▶ _What you should do_
Below are records; please set down exactly the lines from the first through the one containing "Extraction, page_url: Option<&Url>)".

▶ _Task inputs_
//! Delivery of extracted overviews to a user-configured webhook.
//!
//! Every delivery resolves to a [`WebhookResult`]: timeouts, non-2xx
//! responses and transport errors are reported in it, never as `Err`.

use std::sync::Arc;
use std::time::Duration;

use reqwest::Client;
use serde::{Deserialize, Serialize};
use serde_json::Value;
use time::OffsetDateTime;
use time::format_description::well_known::Rfc3339;
use tracing::{debug, info, warn};
use url::{Host, Url};

use crate::extract::{Extraction, Source};
use crate::storage::KeyValueStore;
use crate::{OvexError, Result};

/// Storage slot holding the webhook URL.
pub const WEBHOOK_URL_KEY: &str = "ai-overview-webhook-url";

/// Version reported in payload metadata.
pub const EXTENSION_VERSION: &str = env!("CARGO_PKG_VERSION");

pub const DEFAULT_USER_AGENT: &str = concat!("ovex/", env!("CARGO_PKG_VERSION"));

const TEST_MESSAGE: &str = "Connection test from AI Overview Extractor";

/// What the caller has extracted and wants delivered.
#[derive(Debug, Clone, Default, Serialize, Deserialize)]
#[serde(rename_all = "camelCase")]
pub struct WebhookData {
    pub search_query: Option<String>,
    /// The Markdown document.
    pub content: String,
    pub html_content: String,
    pub sources: Vec<Source>,
    /// Address of the results page.
    pub page_url: Option<String>,
}

impl WebhookData {
    pub fn from_extraction(extraction: Extraction, page_url: Option<&Url>) -> Self {
        Self {
            search_query: extraction.search_query,
            content: extraction.markdown,
            html_content: extraction.html_content,
            sources: extraction.sources,
            page_url: page_url.map(Url::to_string),
        }
    }
}

#[derive(Debug, Clone, Serialize, Deserialize)]
#[serde(rename_all = "camelCase")]
pub struct AiOverview {
    pub content: String,
    pub html_content: String,
}

#[derive(Debug, Clone, Serialize, Deserialize)]
#[serde(rename_all = "camelCase")]
pub struct PayloadMetadata {
    pub google_search_url: Option<String>,
    pub extracted_at: String,
    pub user_agent: String,
    pub extension_version: String,
}

/// Body of a delivery POST.
#[derive(Debug, Clone, Serialize, Deserialize)]
#[serde(rename_all = "camelCase")]
pub struct WebhookPayload {
    pub timestamp: String,
    pub search_query: Option<String>,
    pub ai_overview: AiOverview,
    pub sources: Vec<Source>,
    pub metadata: PayloadMetadata,
}

/// Body of a connection test POST.
#[derive(Debug, Clone, Serialize, Deserialize)]
pub struct TestPayload {
    pub test: bool,
    pub timestamp: String,
    pub message: String,
}

/// Uniform outcome of a webhook request.
#[derive(Debug, Clone, PartialEq, Eq, Serialize)]
pub struct WebhookResult {
    pub success: bool,
    #[serde(skip_serializing_if = "Option::is_none")]
    pub error: Option<String>,
    /// Response body of a successful request.
    #[serde(skip_serializing_if = "Option::is_none")]
    pub response: Option<String>,
}

impl WebhookResult {
    pub fn ok(response: String) -> Self {
        Self { success: true, error: None, response: Some(response) }
    }

    pub fn failed(error: impl Into<String>) -> Self {
        Self { success: false, error: Some(error.into()), response: None }
    }
}

/// Current time as an RFC 3339 timestamp.
pub(crate) fn timestamp() -> String {
    OffsetDateTime::now_utc().format(&Rfc3339).unwrap_or_default()
}

/// Whether `url` may be used as a webhook: https anywhere, http only on a local host.
pub fn is_valid_webhook_url(url: &str) -> bool {
    let Ok(parsed) = Url::parse(url.trim()) else {
        return false;
    };

    match parsed.scheme() {
        "https" => parsed.host().is_some(),
        "http" => is_local_host(&parsed),
        _ => false,
    }
}

fn is_local_host(url: &Url) -> bool {
    match url.host() {
        Some(Host::Domain(domain)) => domain == "localhost",
        Some(Host::Ipv4(ip)) => ip.is_loopback(),
        Some(Host::Ipv6(ip)) => ip.is_loopback(),
        None => false,
    }
}

fn describe_timeout(timeout: Duration) -> String {
    let millis = timeout.as_millis();
    if millis % 1000 == 0 { format!("{}s", millis / 1000) } else { format!("{}ms", millis) }
}

/// Stores the webhook URL and performs timeout-bounded POSTs to it.
pub struct WebhookManager {
    store: Arc<dyn KeyValueStore>,
    client: Client,
    timeout: Duration,
    user_agent: String,
}

impl WebhookManager {
    pub fn new(store: Arc<dyn KeyValueStore>, timeout: Duration) -> Result<Self> {
        let client = Client::builder()
            .user_agent(DEFAULT_USER_AGENT)
            .build()
            .map_err(OvexError::HttpError)?;

        Ok(Self { store, client, timeout, user_agent: DEFAULT_USER_AGENT.to_string() })
    }

    pub fn timeout(&self) -> Duration {
        self.timeout
    }

    /// Validates and stores the webhook URL.
    pub fn save_webhook_url(&self, url: &str) -> Result<()> {
        let url = url.trim();
        if !is_valid_webhook_url(url) {
            warn!(url, "rejecting invalid webhook URL");
            return Err(OvexError::InvalidWebhookUrl(url.to_string()));
        }

        self.store.set(WEBHOOK_URL_KEY, Value::String(url.to_string()))?;
        info!(url, "webhook URL saved");
        Ok(())
    }

    /// The stored webhook URL; storage failures read as unset.
    pub fn get_webhook_url(&self) -> Option<String> {
        match self.store.get(WEBHOOK_URL_KEY) {
            Ok(Some(Value::String(url))) if !url.trim().is_empty() => Some(url),
            Ok(_) => None,
            Err(e) => {
                warn!(error = %e, "could not read webhook URL");
                None
            }
        }
    }

    pub fn remove_webhook_url(&self) -> Result<()> {
        self.store.remove(WEBHOOK_URL_KEY)?;
        info!("webhook URL removed");
        Ok(())
    }

    /// Whether a valid URL is stored.
    pub fn is_configured(&self) -> bool {
        self.get_webhook_url().is_some_and(|url| is_valid_webhook_url(&url))
    }

    /// POSTs a test payload to `url`, which need not be the stored one.
    pub async fn test_webhook(&self, url: &str) -> WebhookResult {
        if !is_valid_webhook_url(url) {
            return WebhookResult::failed(OvexError::InvalidWebhookUrl(url.to_string()).to_string());
        }

        let payload = TestPayload { test: true, timestamp: timestamp(), message: TEST_MESSAGE.to_string() };
        self.make_request(url, &payload).await
    }

    /// POSTs `data` to the stored webhook URL.
    pub async fn send_to_webhook(&self, data: &WebhookData) -> WebhookResult {
        let Some(url) = self.get_webhook_url() else {
            return WebhookResult::failed(OvexError::WebhookNotConfigured.to_string());
        };
        if !is_valid_webhook_url(&url) {
            return WebhookResult::failed(OvexError::InvalidWebhookUrl(url).to_string());
        }

        let payload = self.create_payload(data);
        info!(url = %url, sources = payload.sources.len(), "sending overview to webhook");

        let result = self.make_request(&url, &payload).await;
        match &result.error {
            None => info!("webhook delivered"),
            Some(error) => warn!(error = %error, "webhook delivery failed"),
        }
        result
    }

    pub fn create_payload(&self, data: &WebhookData) -> WebhookPayload {
        let now = timestamp();
        WebhookPayload {
            timestamp: now.clone(),
            search_query: data.search_query.clone(),
            ai_overview: AiOverview { content: data.content.clone(), html_content: data.html_content.clone() },
            sources: data.sources.clone(),
            metadata: PayloadMetadata {
                google_search_url: data.page_url.clone(),
                extracted_at: now,
                user_agent: self.user_agent.clone(),
                extension_version: EXTENSION_VERSION.to_string(),
            },
        }
    }

    async fn make_request<T: Serialize>(&self, url: &str, payload: &T) -> WebhookResult {
        debug!(url, timeout_ms = self.timeout.as_millis() as u64, "POST");

        let request = async {
            let response = self.client.post(url).json(payload).send().await?;
            let status = response.status();
            let result = if status.is_success() {
                WebhookResult::ok(response.text().await.unwrap_or_default())
            } else {
                WebhookResult::failed(format!(
                    "HTTP {}: {}",
                    status.as_u16(),
                    status.canonical_reason().unwrap_or_default()
                ))
            };
            Ok::<_, reqwest::Error>(result)
        };

        match tokio::time::timeout(self.timeout, request).await {
            Ok(Ok(result)) => result,
            Ok(Err(e)) => WebhookResult::failed(describe_error(&e)),
            Err(_) => WebhookResult::failed(format!(
                "Timeout - webhook did not respond within {}",
                describe_timeout(self.timeout)
            )),
        }
    }
}

fn describe_error(e: &reqwest::Error) -> String {
    if e.is_connect() { format!("Connection error: {}", e) } else { e.to_string() }
}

▶ _Task answer_
//! Delivery of extracted overviews to a user-configured webhook.
//!
//! Every delivery resolves to a [`WebhookResult`]: timeouts, non-2xx
//! responses and transport errors are reported in it, never as `Err`.

use std::sync::Arc;
use std::time::Duration;

use reqwest::Client;
use serde::{Deserialize, Serialize};
use serde_json::Value;
use time::OffsetDateTime;
use time::format_description::well_known::Rfc3339;
use tracing::{debug, info, warn};
use url::{Host, Url};

use crate::extract::{Extraction, Source};
use crate::storage::KeyValueStore;
use crate::{OvexError, Result};

/// Storage slot holding the webhook URL.
pub const WEBHOOK_URL_KEY: &str = "ai-overview-webhook-url";

/// Version reported in payload metadata.
pub const EXTENSION_VERSION: &str = env!("CARGO_PKG_VERSION");

pub const DEFAULT_USER_AGENT: &str = concat!("ovex/", env!("CARGO_PKG_VERSION"));

const TEST_MESSAGE: &str = "Connection test from AI Overview Extractor";

/// What the caller has extracted and wants delivered.
#[derive(Debug, Clone, Default, Serialize, Deserialize)]
#[serde(rename_all = "camelCase")]
pub struct WebhookData {
    pub search_query: Option<String>,
    /// The Markdown document.
    pub content: String,
    pub html_content: String,
    pub sources: Vec<Source>,
    /// Address of the results page.
    pub page_url: Option<String>,
}

impl WebhookData {
    pub fn from_extraction(extraction: Extraction, page_url: Option<&Url>) -> Self {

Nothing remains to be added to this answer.